A tour in theatres followed in various legs until 1993.
The title, Le nuvole, draws from Aristophanes’s satire M"’Œai (Nephelai),
literally translated in English as The Clouds and in Italian as Le nuvole. However,
unlike Aristophanes’ clouds which refer to the Sophists, De André’s refer to the
powerful people who, doing as they please, hang over the common people:
le mie Nuvole sono . . . da intendersi come certi personaggi ingombranti e incombenti
nella nostra vita sociale, politica ed economica; sono tutti coloro che hanno terrore del
nuovo perché potrebbe sovvertire le loro posizioni di potere. Nella seconda parte
dell’album si muove il popolo, che quelle Nuvole subisce senza dare nessun evidente
segno di protesta. (De André in Harari, 2001: 150)
From Aristophanes De André borrowed not only the title but also the satiric
genre.
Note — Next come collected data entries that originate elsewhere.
use serde::{Deserialize, Serialize};

/// Display style of a text cell.
///
/// Discriminants are stable: they double as the RTF colour-table index.
#[derive(Debug, Clone, Copy, PartialEq, Eq, PartialOrd, Ord, Hash, Default, Serialize, Deserialize)]
#[serde(rename_all = "camelCase")]
pub enum TextStyle {
    #[default]
    Default = 0,
    Variable = 1,
    Number = 2,
    Function = 3,
    SpecialConstant = 4,
    GreekConstant = 5,
    String = 6,
    Input = 7,
    MainPrompt = 8,
    OtherPrompt = 9,
    Label = 10,
    UserLabel = 11,
    Highlight = 12,
    Warning = 13,
    Error = 14,
    Text = 15,
    Heading6 = 16,
    Heading5 = 17,
    Subsubsection = 18,
    Subsection = 19,
    Section = 20,
    Title = 21,
    Outdated = 22,
}

impl TextStyle {
    /// Every style, in discriminant order.
    pub const ALL: [TextStyle; 23] = [
        TextStyle::Default,
        TextStyle::Variable,
        TextStyle::Number,
        TextStyle::Function,
        TextStyle::SpecialConstant,
        TextStyle::GreekConstant,
        TextStyle::String,
        TextStyle::Input,
        TextStyle::MainPrompt,
        TextStyle::OtherPrompt,
        TextStyle::Label,
        TextStyle::UserLabel,
        TextStyle::Highlight,
        TextStyle::Warning,
        TextStyle::Error,
        TextStyle::Text,
        TextStyle::Heading6,
        TextStyle::Heading5,
        TextStyle::Subsubsection,
        TextStyle::Subsection,
        TextStyle::Section,
        TextStyle::Title,
        TextStyle::Outdated,
    ];

    /// Index into the RTF colour table.
    pub fn rtf_index(self) -> u8 {
        self as u8
    }

    /// The structural type derived from this style.
    pub fn cell_type(self) -> CellType {
        match self {
            TextStyle::Input => CellType::Input,
            TextStyle::MainPrompt => CellType::MainPrompt,
            TextStyle::OtherPrompt => CellType::Prompt,
            TextStyle::Label | TextStyle::UserLabel => CellType::Label,
            TextStyle::Warning => CellType::Warning,
            TextStyle::Error => CellType::Error,
            TextStyle::Text => CellType::Text,
            TextStyle::Heading6 => CellType::Heading6,
            TextStyle::Heading5 => CellType::Heading5,
            TextStyle::Subsubsection => CellType::Subsubsection,
            TextStyle::Subsection => CellType::Subsection,
            TextStyle::Section => CellType::Section,
            TextStyle::Title => CellType::Title,
            TextStyle::Default
            | TextStyle::Variable
            | TextStyle::Number
            | TextStyle::Function
            | TextStyle::SpecialConstant
            | TextStyle::GreekConstant
            | TextStyle::String
            | TextStyle::Highlight
            | TextStyle::Outdated => CellType::Default,
        }
    }

    /// Labels and prompts always start a new line.
    pub fn forces_line_break(self) -> bool {
        matches!(
            self,
            TextStyle::Label | TextStyle::UserLabel | TextStyle::MainPrompt | TextStyle::OtherPrompt
        )
    }

    /// Labels and the main prompt are drawn in a fixed-width column.
    pub fn is_fixed_width(self) -> bool {
        matches!(
            self,
            TextStyle::Label | TextStyle::UserLabel | TextStyle::MainPrompt
        )
    }

    pub fn is_label(self) -> bool {
        matches!(self, TextStyle::Label | TextStyle::UserLabel)
    }

    /// Headings carry their own font size instead of the maths font size.
    pub fn is_heading(self) -> bool {
        matches!(
            self,
            TextStyle::Title
                | TextStyle::Section
                | TextStyle::Subsection
                | TextStyle::Subsubsection
                | TextStyle::Heading5
                | TextStyle::Heading6
        )
    }

    /// Styles whose font size does not follow the surrounding maths.
    pub fn keeps_own_font_size(self) -> bool {
        matches!(
            self,
            TextStyle::MainPrompt | TextStyle::OtherPrompt | TextStyle::Error | TextStyle::Warning
        )
    }

    /// Styles whose TeX output is not implicitly in math mode.
    pub fn needs_math_mode_guard(self) -> bool {
        matches!(
            self,
            TextStyle::Error
                | TextStyle::Warning
                | TextStyle::Label
                | TextStyle::UserLabel
                | TextStyle::MainPrompt
                | TextStyle::OtherPrompt
        )
    }

    /// Value of the `type` attribute in worksheet XML, if the tag alone
    /// does not identify the style.
    pub fn xml_type(self) -> Option<&'static str> {
        match self {
            TextStyle::Error => Some("error"),
            TextStyle::Warning => Some("warning"),
            TextStyle::MainPrompt => Some("mainprompt"),
            TextStyle::OtherPrompt => Some("prompt"),
            TextStyle::Input => Some("input"),
            TextStyle::Text => Some("text"),
            TextStyle::Highlight => Some("highlight"),
            TextStyle::Heading6 => Some("heading6"),
            TextStyle::Heading5 => Some("heading5"),
            TextStyle::Subsubsection => Some("subsubsection"),
            TextStyle::Subsection => Some("subsection"),
            TextStyle::Section => Some("section"),
            TextStyle::Title => Some("title"),
            _ => None,
        }
    }

    pub fn from_xml_type(value: &str) -> Option<Self> {
        TextStyle::ALL
            .iter()
            .copied()
            .find(|style| style.xml_type() == Some(value))
    }
}

/// Structural type used by selection, folding and export.
#[derive(Debug, Clone, Copy, PartialEq, Eq, Hash, Default, Serialize, Deserialize)]
#[serde(rename_all = "camelCase")]
pub enum CellType {
    /// Ordinary maths output.
    #[default]
    Default,
    Input,
    MainPrompt,
    Prompt,
    Label,
    Warning,
    Error,
    Text,
    Heading6,
    Heading5,
    Subsubsection,
    Subsection,
    Section,
    Title,
}

#[cfg(test)]
#[allow(clippy::unwrap_used, clippy::expect_used, clippy::panic)]
mod tests {
    use super::*;

    #[test]
    fn test_rtf_index_matches_discriminant() {
        for (i, style) in TextStyle::ALL.iter().enumerate() {
            assert_eq!(usize::from(style.rtf_index()), i);
        }
        assert_eq!(TextStyle::Label.rtf_index(), 10);
    }

    #[test]
    fn test_cell_type_mapping() {
        assert_eq!(TextStyle::Variable.cell_type(), CellType::Default);
        assert_eq!(TextStyle::UserLabel.cell_type(), CellType::Label);
        assert_eq!(TextStyle::OtherPrompt.cell_type(), CellType::Prompt);
        assert_eq!(TextStyle::Outdated.cell_type(), CellType::Default);
    }

    #[test]
    fn test_xml_type_round_trip() {
        for style in TextStyle::ALL {
            if let Some(t) = style.xml_type() {
                assert_eq!(TextStyle::from_xml_type(t), Some(style));
            }
        }
        assert_eq!(TextStyle::from_xml_type("bogus"), None);
    }
}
The focus of the singer’s satire is a society that underwent radical change
during the 1980s. After almost two decades of social turmoil and political protests, Italy experienced the so-called riflusso: a shift from social engagement
towards personal and group interests. The country that in the 1960s and 1970s
was the most politicized in Europe experienced in the 1980s the deepest rejection
of collective values (Crainz, 1996: 245). The institutional innovations seemingly
announced by the students’ and workers’ movements failed to materialize, and
the 1980s proved a period of political restoration (Ginsborg, 1998: 259–290). In
the second half of the 1970s, the Partito Comunista Italiano’s (PCI) steady loss of
voters among the younger generation was symptomatic of the disenchantment
with the ideology that sustained previous social battles (Crainz, 2003: 581–582,
586–587). The social revolution had failed, and with it any hope for change.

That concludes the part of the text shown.